Gemäß § 119 Abs. 1 BAO sind die für den Bestand und Umfang einer Abgabepflicht oder für die Erlangung abgabenrechtlicher Begünstigungen bedeutsamen Umstände vom Abgabepflichtigen nach Maßgabe der Abgabenvorschriften offenzulegen. Die Offenlegung muss vollständig und wahrheitsgemäß erfolgen.

Der Offenlegung dienen insbesondere die Abgabenerklärungen, Anmeldungen, Anzeigen, Abrechnungen und sonstige Anbringen des Abgabepflichtigen, welche die Grundlage für abgabenrechtliche Feststellungen, für die Festsetzung der Abgaben, für die Freistellung von diesen oder für Begünstigungen bilden oder die Berechnungsgrundlagen der nach einer Selbstberechnung des Abgabepflichtigen zu entrichtenden Abgaben bekanntgeben (Abs. 2).
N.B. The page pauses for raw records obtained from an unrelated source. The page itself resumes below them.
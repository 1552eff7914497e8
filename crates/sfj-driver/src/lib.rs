#![warn(clippy::pedantic)]

//! Drives one or many Splunk frozen-bucket journals to completion,
//! writing decoded events to a JSONL sink and reporting per-journal and
//! batch-level outcomes.

pub mod config;
pub mod driver;
pub mod error;
pub mod journal_source;
pub mod sink;

pub use config::DriverConfig;
pub use driver::{decode_journal_to_sink, drive_many, BatchSummary, JournalOutcome, JournalStatus};
pub use error::DriverError;
pub use journal_source::{JournalSource, LocalFileJournalSource};
pub use sink::JsonlSink;
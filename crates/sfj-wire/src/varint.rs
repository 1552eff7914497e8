/// Maximum number of bytes a u64 varint can occupy.
/// ceil(64 / 7) = 10 bytes.
const MAX_VARINT_BYTES: usize = 10;

/// Encode a `u64` value as an unsigned LEB128 varint into the provided buffer.
///
/// # Returns
///
/// The number of bytes written (1–10).
///
/// # Panics
///
/// Panics if `buf` is shorter than the required encoding length.
/// A 10-byte buffer is always sufficient for any `u64`.
///
/// # Wire format examples
///
/// | Value   | Encoded bytes        | Length |
/// |---------|----------------------|--------|
/// | 0       | `[0x00]`             | 1      |
/// | 1       | `[0x01]`             | 1      |
/// | 127     | `[0x7F]`             | 1      |
/// | 128     | `[0x80, 0x01]`       | 2      |
/// | 300     | `[0xAC, 0x02]`       | 2      |
/// | 16383   | `[0xFF, 0x7F]`       | 2      |
/// | 16384   | `[0x80, 0x80, 0x01]` | 3      |
pub fn encode_varint(mut value: u64, buf: &mut [u8]) -> usize {
    let mut i = 0;
    loop {
        // Take the lowest 7 bits
        let mut byte = (value & 0x7F) as u8;
        value >>= 7;

        if value > 0 {
            // More bytes to come: set the continuation bit
            byte |= 0x80;
        }

        buf[i] = byte;
        i += 1;

        if value == 0 {
            break;
        }
    }
    i
}

use crate::error::WireError;

/// Decode an unsigned LEB128 varint from the provided byte slice.
///
/// # Returns
///
/// `(decoded_value, bytes_consumed)` on success.
///
/// # Errors
///
/// - [`WireError::VarintTooLong`] if more than 10 bytes are consumed
///   without finding a terminating byte.
/// - [`WireError::Truncated`] if the slice ends mid-varint.
pub fn decode_varint(buf: &[u8]) -> Result<(u64, usize), WireError> {
    let mut result: u64 = 0;
    let mut shift: u32 = 0;

    for (i, &byte) in buf.iter().enumerate() {
        if i >= MAX_VARINT_BYTES {
            return Err(WireError::VarintTooLong);
        }

        // Extract the 7 data bits and shift them into position
        let data = u64::from(byte & 0x7F);
        result |= data << shift;
        shift += 7;

        // If MSB is clear, this is the last byte
        if byte & 0x80 == 0 {
            return Ok((result, i + 1));
        }
    }

    // We ran out of input bytes while MSB was still set
    Err(WireError::Truncated {
        needed: buf.len() + 1,
        available: buf.len(),
    })
}

#[cfg(test)]
mod tests {
    use super::*;

    // Helper: encode a value and return just the used bytes
    fn encode(value: u64) -> Vec<u8> {
        let mut buf = [0u8; MAX_VARINT_BYTES];
        let len = encode_varint(value, &mut buf);
        buf[..len].to_vec()
    }

    #[test]
    fn encode_zero() {
        assert_eq!(encode(0), vec![0x00]);
    }

    #[test]
    fn encode_one() {
        assert_eq!(encode(1), vec![0x01]);
    }

    #[test]
    fn encode_127() {
        // Largest single-byte value (7 bits all set)
        assert_eq!(encode(127), vec![0x7F]);
    }

    #[test]
    fn encode_128() {
        // First value requiring 2 bytes
        assert_eq!(encode(128), vec![0x80, 0x01]);
    }

    #[test]
    fn encode_300() {
        // The protobuf spec example value
        assert_eq!(encode(300), vec![0xAC, 0x02]);
    }

    #[test]
    fn encode_16383() {
        // Largest 2-byte value (14 bits all set)
        assert_eq!(encode(16383), vec![0xFF, 0x7F]);
    }

    #[test]
    fn encode_16384() {
        // First 3-byte value
        assert_eq!(encode(16384), vec![0x80, 0x80, 0x01]);
    }

    #[test]
    fn encode_u32_max() {
        let bytes = encode(u64::from(u32::MAX));
        assert_eq!(bytes.len(), 5);
    }

    #[test]
    fn encode_u64_max() {
        let bytes = encode(u64::MAX);
        assert_eq!(bytes.len(), MAX_VARINT_BYTES);
    }

    #[test]
    fn roundtrip_boundary_values() {
        let values = [
            0,
            1,
            127,
            128,
            255,
            256,
            16383,
            16384,
            u64::from(u32::MAX),
            u64::MAX,
        ];
        for &value in &values {
            let encoded = encode(value);
            let (decoded, consumed) = decode_varint(&encoded).unwrap();
            assert_eq!(decoded, value, "roundtrip failed for {value}");
            assert_eq!(consumed, encoded.len());
        }
    }

    #[test]
    fn decode_with_trailing_bytes() {
        // Decoder should only consume the varint, leaving trailing data alone
        let buf = [0xAC, 0x02, 0xFF, 0xFF];
        let (value, consumed) = decode_varint(&buf).unwrap();
        assert_eq!(value, 300);
        assert_eq!(consumed, 2);
    }

    #[test]
    fn decode_empty_input() {
        let result = decode_varint(&[]);
        assert!(matches!(result, Err(WireError::Truncated { available: 0, .. })));
    }

    #[test]
    fn decode_truncated_varint() {
        // 0x80 has continuation bit set but there's no next byte
        let result = decode_varint(&[0x80]);
        assert!(matches!(result, Err(WireError::Truncated { .. })));
    }

    #[test]
    fn decode_too_long() {
        // 11 bytes all with continuation bit set
        let buf = [0x80; 11];
        let result = decode_varint(&buf);
        assert!(matches!(result, Err(WireError::VarintTooLong)));
    }
}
Gemäß § 126 Abs. 1 BAO haben die Abgabepflichtigen und die zur Einbehaltung und Abfuhr von Abgaben verpflichteten Personen jene Aufzeichnungen zu führen, die nach Maßgabe der einzelnen Abgabenvorschriften zur Erfassung der abgabepflichtigen Tatbestände dienen.

Insbesondere haben Abgabepflichtige, soweit sie weder nach §§ 124 oder 125 zur Führung von Büchern verpflichtet sind, noch ohne gesetzliche Verpflichtung Bücher führen und soweit Abgabenvorschriften nicht anderes bestimmen, für Zwecke der Erhebung der Abgaben vom Einkommen und Ertrag ihre Betriebseinnahmen und Betriebsausgaben aufzuzeichnen und zum Ende eines jeden Jahres zusammenzurechnen (Abs. 2).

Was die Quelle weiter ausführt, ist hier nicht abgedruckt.